Saturday, August 09, 2008

Risen from failure

In the last post I showed off what amounted to an epic failure of a pipe. The existence of a giant flaw in the tobacco chamber pretty much precluded it's sale to anyone in the general public. But you know, treated with care during the first few smokes, that pipe would have lasted longer than me, I'm sure. Once a good cake worked up, and given the fact that I coat the bowls with a protective coating anyway, I decided to go ahead and finish the pipe. The grain was far too nice, and the shape was exactly what I was aiming for, so I just had to do it. This photo shows off the result. As you can see, it's got stunning straight grain all around the bowl, and the birdseye top and bottom is tight, uniform, and simply amazing.

But you can't have it.

Unfortunately, this pipe is not for sale. And it's a shame too, since this easily one of the top 5 pipes I've ever made in terms of grain, proportion, and execution. Absolutely nothing went wrong that forced me to change the shape - just that damn flaw in the tobacco chamber. The potential for burnout is so extremely low, that is virtually non-existent. However, there's still a chance, and that makes me uncomfortable selling this. Also, there's the association of a flaw extant in a pipe that is otherwise flawless. How can you balance that?
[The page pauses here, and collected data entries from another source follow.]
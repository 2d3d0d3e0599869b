// This Source Code Form is subject to the terms of the Mozilla Public
// License, v. 2.0. If a copy of the MPL was not distributed with this
// file, You can obtain one at https://mozilla.org/MPL/2.0/.
//
// Copyright (c) 2025 Pegasus Heavy Industries, LLC

//! The runtime driver: one engine instance wired to one module loader.

use std::path::{Path, PathBuf};

use slipstream_engine::{Engine, Value};

use crate::error::{Error, Result};
use crate::module_system::{self, SharedLoader};

/// An embedding of the engine plus the module system.
///
/// This is what the CLI `run` subcommand uses; library consumers can reach
/// the underlying engine through [`Runtime::engine_mut`].
pub struct Runtime {
    engine: Engine,
    loader: SharedLoader,
    cwd: PathBuf,
}

impl Runtime {
    /// Creates a runtime rooted at the current working directory.
    pub fn new() -> Self {
        let cwd = std::env::current_dir().unwrap_or_else(|_| PathBuf::from("."));
        Self::with_cwd(cwd)
    }

    /// Creates a runtime rooted at `cwd`.
    pub fn with_cwd(cwd: PathBuf) -> Self {
        Self {
            engine: Engine::new(),
            loader: module_system::new_shared(),
            cwd,
        }
    }

    /// The underlying engine.
    pub fn engine_mut(&mut self) -> &mut Engine {
        &mut self.engine
    }

    /// Loads and executes a file as the main module, returning its exports
    /// (or completion value for plain-script artifacts).
    pub fn run_file(&mut self, path: &Path) -> Result<Value> {
        let abs_path = if path.is_absolute() {
            path.to_path_buf()
        } else {
            self.cwd.join(path)
        };
        if !abs_path.is_file() {
            return Err(Error::FileNotFound(abs_path));
        }

        let specifier = abs_path.display().to_string();
        let parent = self.cwd.join("__main__");
        module_system::require_from(&self.loader, &mut self.engine, &specifier, &parent)
    }
}

impl Default for Runtime {
    fn default() -> Self {
        Self::new()
    }
}

#[cfg(test)]
mod tests {
    use super::*;
    use std::fs;

    #[test]
    fn test_run_file_returns_exports() {
        let dir = tempfile::tempdir().unwrap();
        let main = dir.path().join("main.js");
        fs::write(&main, "module.exports = 6 * 7;").unwrap();

        let mut runtime = Runtime::with_cwd(dir.path().to_path_buf());
        assert_eq!(runtime.run_file(&main).unwrap(), Value::Number(42.0));
    }

    #[test]
    fn test_run_file_missing() {
        let dir = tempfile::tempdir().unwrap();
        let mut runtime = Runtime::with_cwd(dir.path().to_path_buf());
        let err = runtime.run_file(Path::new("absent.js")).unwrap_err();
        assert!(matches!(err, Error::FileNotFound(_)));
    }
}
I was told by another pipe maker that I should simply re-drill the tobacco chamber. Normally I would, but upon close inspection, the flaw looked larger than what it showed on the surface. If I did re-drill the tobacco chamber, chances are it would have opened up even further, truly trashing the pipe.

Now, I'm not the fatalistic type, and I don't give up on problems that easily. I also am a risk taker, though I only take calculated risks. After weighing my options, I decided to leave the flaw, finish the pipe, and keep it for myself. I decided that trying to fix it was too risky, and it was better off as a showcase of my work (problem with the wood aside). It will enter my collection, and if I'm lucky enough one day, I'll be able to replicate it and offer it's little brother up for general sale.

This reminds me to a quip I once heard from another pipe maker, "I have a huge collection of pipes, but they all seem to be from the same maker.". Too true.